5. Random vectors and Joint Probability Distributions
随机向量与联合概率分布
5.1 Concept of Joint Probability Distributions
(1) Discrete Variables Ca 离散型
Often,七夕英语 trials are conducted where two random variables are obrved simultaneously in order to determine not only their individual behavior but also the degree of relationship between them.
( X, Y)
For two discrete random variables X and Y, we write the probability that X will take the value x and Y will take the value y as P(X=x, Y=美国经典战争大片y). Conquently, P(X=x, nipple是啥意思 Y=y) is the probability of the interction of the events X=x and Y=y.
(X=x, Y=y) ------ (X=x)∩(Y=y)
The distribution of probability is specified by listing the probabilities associated with all possible pairs of values x and y, either by formula or in a table. We refer to the function p(x, y)= P(X=x, Y=y) and the corresponding possible values (X, Y) as the joint probability distribution (联合分布)of X and Y.
X 小学一年级语文课本YX | y1 | y2 | … | yj | … |
x1 | p11 | p12 | … | pressuresp1j | |
x2 | p21 | p22 | … | p2j | |
… | | | | | |
Xi | pi1 | stationery是什么意思pi2 | … | pij | … |
菲利普霍夫曼… | | | | | |
教育部不建议占用假期补课 | | | | | |
They satisfy
,
where the sum is over all possible values of the variable.
Example 5.1.1 Calculating probabilities from a discrete joint probability distribution
Let X and Y have the joint probability distribution.
X Y | 0 1 |
0 1 2 | 0.1 0.2 0.4 0.2 dcd 0.1 0 |
| |
(a) Find ;
(b) Find the probability distribution of the individual random variable X.
Solution
(a) The event is compod of the pairs of values (l,1), (2,0), and (2,l). Adding their corresponding probabilities
(b) Since the event X=0 is compod of the two pairs of values (0,0) and (0,1), we add their corresponding probabilities to obtain
.
Continuing, we obtain and
.
In summary, , and is the probability distribution of X.
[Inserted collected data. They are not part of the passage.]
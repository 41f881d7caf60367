// src/output/processors.rs

//! Stock output processors.

use regex::Regex;

use super::OutputProcessor;
use crate::errors::{Result, TaskError};

/// Whole stdout as one string, lines joined with `\n`.
#[derive(Debug, Default, Clone)]
pub struct StringOutputProcessor {
    text: String,
}

impl StringOutputProcessor {
    pub fn new() -> Self {
        Self::default()
    }
}

impl OutputProcessor for StringOutputProcessor {
    type Entry = String;
    type Output = String;

    fn receive_line(&mut self, line: &str) -> Option<String> {
        if !self.text.is_empty() {
            self.text.push('\n');
        }
        self.text.push_str(line);
        Some(line.to_string())
    }

    fn result(&self) -> String {
        self.text.clone()
    }
}

/// First line only; later lines are rejected.
#[derive(Debug, Default, Clone)]
pub struct FirstLineOutputProcessor {
    first: Option<String>,
}

impl FirstLineOutputProcessor {
    pub fn new() -> Self {
        Self::default()
    }
}

impl OutputProcessor for FirstLineOutputProcessor {
    type Entry = String;
    type Output = Option<String>;

    fn receive_line(&mut self, line: &str) -> Option<String> {
        if self.first.is_some() {
            return None;
        }
        self.first = Some(line.to_string());
        self.first.clone()
    }

    fn result(&self) -> Option<String> {
        self.first.clone()
    }
}

/// Last line wins.
#[derive(Debug, Default, Clone)]
pub struct LastLineOutputProcessor {
    last: Option<String>,
}

impl LastLineOutputProcessor {
    pub fn new() -> Self {
        Self::default()
    }
}

impl OutputProcessor for LastLineOutputProcessor {
    type Entry = String;
    type Output = Option<String>;

    fn receive_line(&mut self, line: &str) -> Option<String> {
        self.last = Some(line.to_string());
        self.last.clone()
    }

    fn result(&self) -> Option<String> {
        self.last.clone()
    }
}

#[derive(Debug, Default, Clone)]
pub struct LineListOutputProcessor {
    lines: Vec<String>,
}

impl LineListOutputProcessor {
    pub fn new() -> Self {
        Self::default()
    }
}

impl OutputProcessor for LineListOutputProcessor {
    type Entry = String;
    type Output = Vec<String>;

    fn receive_line(&mut self, line: &str) -> Option<String> {
        self.lines.push(line.to_string());
        Some(line.to_string())
    }

    fn result(&self) -> Vec<String> {
        self.lines.clone()
    }
}

/// `key=value` lines, as printed by `git config -l` and friends.
///
/// The line is split at the first `=`; lines without one, or starting with
/// one, are rejected. The value may itself contain `=`.
#[derive(Debug, Default, Clone)]
pub struct KeyValueOutputProcessor {
    entries: Vec<(String, String)>,
}

impl KeyValueOutputProcessor {
    pub fn new() -> Self {
        Self::default()
    }
}

impl OutputProcessor for KeyValueOutputProcessor {
    type Entry = (String, String);
    type Output = Vec<(String, String)>;

    fn receive_line(&mut self, line: &str) -> Option<(String, String)> {
        let eq = line.find('=')?;
        if eq == 0 {
            return None;
        }
        let entry = (line[..eq].to_string(), line[eq + 1..].to_string());
        self.entries.push(entry.clone());
        Some(entry)
    }

    fn result(&self) -> Vec<(String, String)> {
        self.entries.clone()
    }
}

/// Lines matching a regex. The entry is capture group 1 when the pattern
/// has one, otherwise the whole match.
#[derive(Debug, Clone)]
pub struct PatternOutputProcessor {
    regex: Regex,
    matches: Vec<String>,
}

impl PatternOutputProcessor {
    pub fn new(pattern: &str) -> Result<Self> {
        let regex = Regex::new(pattern).map_err(|e| {
            TaskError::Configuration(format!("invalid output pattern '{pattern}': {e}"))
        })?;
        Ok(Self {
            regex,
            matches: Vec::new(),
        })
    }
}

impl OutputProcessor for PatternOutputProcessor {
    type Entry = String;
    type Output = Vec<String>;

    fn receive_line(&mut self, line: &str) -> Option<String> {
        let caps = self.regex.captures(line)?;
        let found = caps.get(1).or_else(|| caps.get(0))?;
        let entry = found.as_str().to_string();
        self.matches.push(entry.clone());
        Some(entry)
    }

    fn result(&self) -> Vec<String> {
        self.matches.clone()
    }
}
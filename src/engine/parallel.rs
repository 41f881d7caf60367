// src/engine/parallel.rs

use std::sync::Arc;

use tokio::runtime::Handle;

use super::Job;
use super::interleave::InterleaveCoordinator;

/// Unordered executor backed by the runtime's blocking pool.
///
/// The pool size (`max_blocking_threads`) bounds how many parallel jobs run
/// at once; each job additionally holds a parallel admission so it never
/// overlaps a serial job.
pub struct ParallelExecutor {
    runtime: Handle,
    coordinator: Arc<InterleaveCoordinator>,
}

impl ParallelExecutor {
    pub(crate) fn new(runtime: Handle, coordinator: Arc<InterleaveCoordinator>) -> Self {
        Self {
            runtime,
            coordinator,
        }
    }

    pub fn submit(&self, job: Job) {
        let coordinator = Arc::clone(&self.coordinator);
        // Jobs report their own outcome; the join handle is not needed.
        let _ = self.runtime.spawn_blocking(move || {
            let _admission = coordinator.enter_parallel();
            job();
        });
    }
}
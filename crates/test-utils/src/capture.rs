
use std::io::{self, Write};
use std::sync::{Arc, Mutex, OnceLock, PoisonError};

use tracing_subscriber::{EnvFilter, fmt};

static CAPTURE: OnceLock<LogCapture> = OnceLock::new();

/// Formatted log lines written by the process-wide subscriber that
/// [`init_log_capture`] installs.
#[derive(Clone, Default)]
pub struct LogCapture {
    buffer: Arc<Mutex<Vec<u8>>>,
}

impl LogCapture {
    pub fn lines(&self) -> Vec<String> {
        let buffer = self.buffer.lock().unwrap_or_else(PoisonError::into_inner);
        String::from_utf8_lossy(&buffer)
            .lines()
            .map(str::to_string)
            .collect()
    }

    /// Lines containing every one of `needles`.
    pub fn matching(&self, needles: &[&str]) -> Vec<String> {
        self.lines()
            .into_iter()
            .filter(|line| needles.iter().all(|needle| line.contains(needle)))
            .collect()
    }
}

struct CaptureWriter(Arc<Mutex<Vec<u8>>>);

impl Write for CaptureWriter {
    fn write(&mut self, bytes: &[u8]) -> io::Result<usize> {
        self.0
            .lock()
            .unwrap_or_else(PoisonError::into_inner)
            .extend_from_slice(bytes);
        Ok(bytes.len())
    }

    fn flush(&mut self) -> io::Result<()> {
        Ok(())
    }
}

/// Install a global subscriber that records `taskchain` logs at debug level
/// into memory, and return a handle to them.
///
/// Replaces [`crate::init_tracing`]: a test binary uses one or the other.
pub fn init_log_capture() -> LogCapture {
    CAPTURE
        .get_or_init(|| {
            let capture = LogCapture::default();
            let buffer = Arc::clone(&capture.buffer);
            fmt()
                .with_env_filter(EnvFilter::new("taskchain=debug"))
                .with_writer(move || CaptureWriter(Arc::clone(&buffer)))
                .with_ansi(false)
                .with_target(true)
                .init();
            capture
        })
        .clone()
}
Note that the probability distribution of appears in the lower margin of this enlarged table. The probability distribution of Y appears in the right-hand margin of the table. Conquently, the individual distributions are called marginal probability distributions.(边缘分布)
外语人才网 X Y | 0 1 | pX(x) |
0 1 2 | 0.1 0.2 0.4 0.2 0.1 0 | 0.3 0.6 0.1 |
pY(y) | 0.6 0.4 | 1.0 |
| | |
From the example, we e that for each fixed value of x, the marginal probability distribution is obtained as
,
where the sum is over all possible values of the cond variable. Continuing, we obtain
.
Example 3.5.3
Suppo the number of patent applications (专利申请)submitted by a company during a 1-year period is a random variable having the Poisson distribution with mean , ()and the various applications independently have probability of eventually being approved.